A son of D’Arcy Paul (1854 – 1890) and Charlotte Abbott Gilman (1861 – 1954) — hence the uncommon piling-up of surnames -, J.G.D. Paul majored in Russian at Harvard University in 1908 — he had already started his diplomatic career as private secretary to John W. Garrett, US ambassador to Argentina — and served as special attaché to the US Embassy in Paris at the start of WWI, then joining the US Legation at The Hague in 1917 and the US delegation to the Peace Conference in Paris. He was then fluent in German also, as he translated for the first publication in which he was credited, a two-volume sum on secret Austrian treatises (in 1920 – 1).
He was assistant editor of The Atlantic Monthly under Ellery Sedgwick in Boston in 1916 – 17, wrote for the Baltimore Evening Sun, and was passionate about historic preservation, leading efforts to restore “Hampton,” the Ridgely family’s Towson estate in Maryland. He also initiated the creation of the Susquehanna State Park on a land he owned near Havre de Grace (Harford County) called Land of Promise. With famous American architect Charles A. Platt (1861−1933), he planned the renovation and extension of the family’s estate house in north Baltimore, “The Woodlands”. He also served for many years as president of the Baltimore Museum of Art, vice president of the Maryland Historical Society, and a trustee of Johns Hopkins University, the Peabody Institute and Peale Museum in Baltimore.

From then, his life is a blur. He was certainly a special service officer during WWII, as he reported on the fate of French prisoners in Nazi-occupied Algeria in 1942, and he was active in several countries after his official retirement in 1957. He lived (or was based?) in Cambodia in the 1950s-1960s, and developed an interest in Zhou Daguan’s 13th century account of Angkor. His English translation was published by Bangkok Siam Society in 1967, yet we couldn’t find his name in the Membership Roll issued by JSS in 1966.
On purpose or serendipity, J.G.D. Paul had his translation published a few weeks before Jacqueline Kennedy’s historic visit to Cambodia, and he offered a copy to the former US First Lady who kindly replied with a thank-you note on 16 Dec. 1967, a few days after her visit:

The H. Furlong Baldwin Library [through the Maryland Center for History and Culture] keeps his papers, mainly his correspondence with his mother Charlotte Abbott Gilman Paul. The collection “covers the periods when he was away from Baltimore for school, work, and travel. In his letters, he vividly described the people he met and places he visited and was seldom shy in sharing his opinion. The letters from his time in the employ of the United States government discussed the major issues of the time, as well the major players.
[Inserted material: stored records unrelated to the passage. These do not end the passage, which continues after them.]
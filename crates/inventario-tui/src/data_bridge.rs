//! Data bridge: connects [`Controller`] watch channels to TUI actions.
//!
//! Runs as a background task. Sends the current snapshots first so screens
//! have something to draw, then forwards every change as an [`Action`]
//! until cancelled.

use tokio::sync::mpsc;
use tokio_util::sync::CancellationToken;
use tracing::debug;

use inventario_core::Controller;

use crate::action::Action;

pub async fn spawn_data_bridge(
    controller: Controller,
    action_tx: mpsc::UnboundedSender<Action>,
    cancel: CancellationToken,
) {
    let store = controller.store();
    let mut products = store.subscribe_products();
    let mut movements = store.subscribe_movements();
    let mut statistics = store.subscribe_statistics();
    let mut ui = controller.subscribe_ui();
    let mut banners = controller.subscribe_banners();
    let mut connection = controller.subscribe_connection();

    // Initial snapshots
    let _ = action_tx.send(Action::ProductsUpdated(
        products.borrow_and_update().data.clone(),
    ));
    let _ = action_tx.send(Action::MovementsUpdated(
        movements.borrow_and_update().data.clone(),
    ));
    let _ = action_tx.send(Action::StatisticsUpdated(
        statistics.borrow_and_update().data.clone(),
    ));
    let _ = action_tx.send(Action::UiUpdated(ui.borrow_and_update().clone()));
    let _ = action_tx.send(Action::BannersUpdated(banners.borrow_and_update().clone()));
    let _ = action_tx.send(Action::ConnectionChanged(*connection.borrow_and_update()));

    loop {
        tokio::select! {
            biased;

            () = cancel.cancelled() => break,

            Ok(()) = products.changed() => {
                let snap = products.borrow_and_update().clone();
                debug!(generation = snap.generation, "dispatching ProductsUpdated");
                let _ = action_tx.send(Action::ProductsUpdated(snap.data));
            }
            Ok(()) = movements.changed() => {
                let snap = movements.borrow_and_update().clone();
                debug!(generation = snap.generation, "dispatching MovementsUpdated");
                let _ = action_tx.send(Action::MovementsUpdated(snap.data));
            }
            Ok(()) = statistics.changed() => {
                let snap = statistics.borrow_and_update().clone();
                let _ = action_tx.send(Action::StatisticsUpdated(snap.data));
            }
            Ok(()) = ui.changed() => {
                let state = ui.borrow_and_update().clone();
                let _ = action_tx.send(Action::UiUpdated(state));
            }
            Ok(()) = banners.changed() => {
                let current = banners.borrow_and_update().clone();
                let _ = action_tx.send(Action::BannersUpdated(current));
            }
            Ok(()) = connection.changed() => {
                let state = *connection.borrow_and_update();
                let _ = action_tx.send(Action::ConnectionChanged(state));
            }
            else => break,
        }
    }

    debug!("data bridge shut down");
}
Locations represented in these letters include Massachusetts, Maine, Guatemala, France, Holland, Cambodia, and more.”

Known Publications
- [contributor as translator from German, with Denys P. Myers (Denys Peter), Archibald Cary Coolidge] Alfred Francis Pribram, The Secret Treaties of Austria-Hungary, 1879 – 1914, Harvard University Press, 2 vols, 1920 – 1921.
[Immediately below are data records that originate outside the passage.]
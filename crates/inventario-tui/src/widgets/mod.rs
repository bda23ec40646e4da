//! Reusable pieces drawn around and over the tab panels.

pub mod banners;
pub mod form;
pub mod stats_header;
- Some gardens and mansions of Maryland; a descriptive guide book for use on the pilgrimage arranged under the auspices of the Federated garden clubs of Maryland, for the benefit of the restoration of the gardens at Stratford, birthplace of General Robert E. Lee, The Barton-Gillet company, May 1930; Federated Garden Clubs of Maryland, nd.
- Notes on the customs of Cambodia, Bangkok, The Siam Society, 1967, 1988, 1993.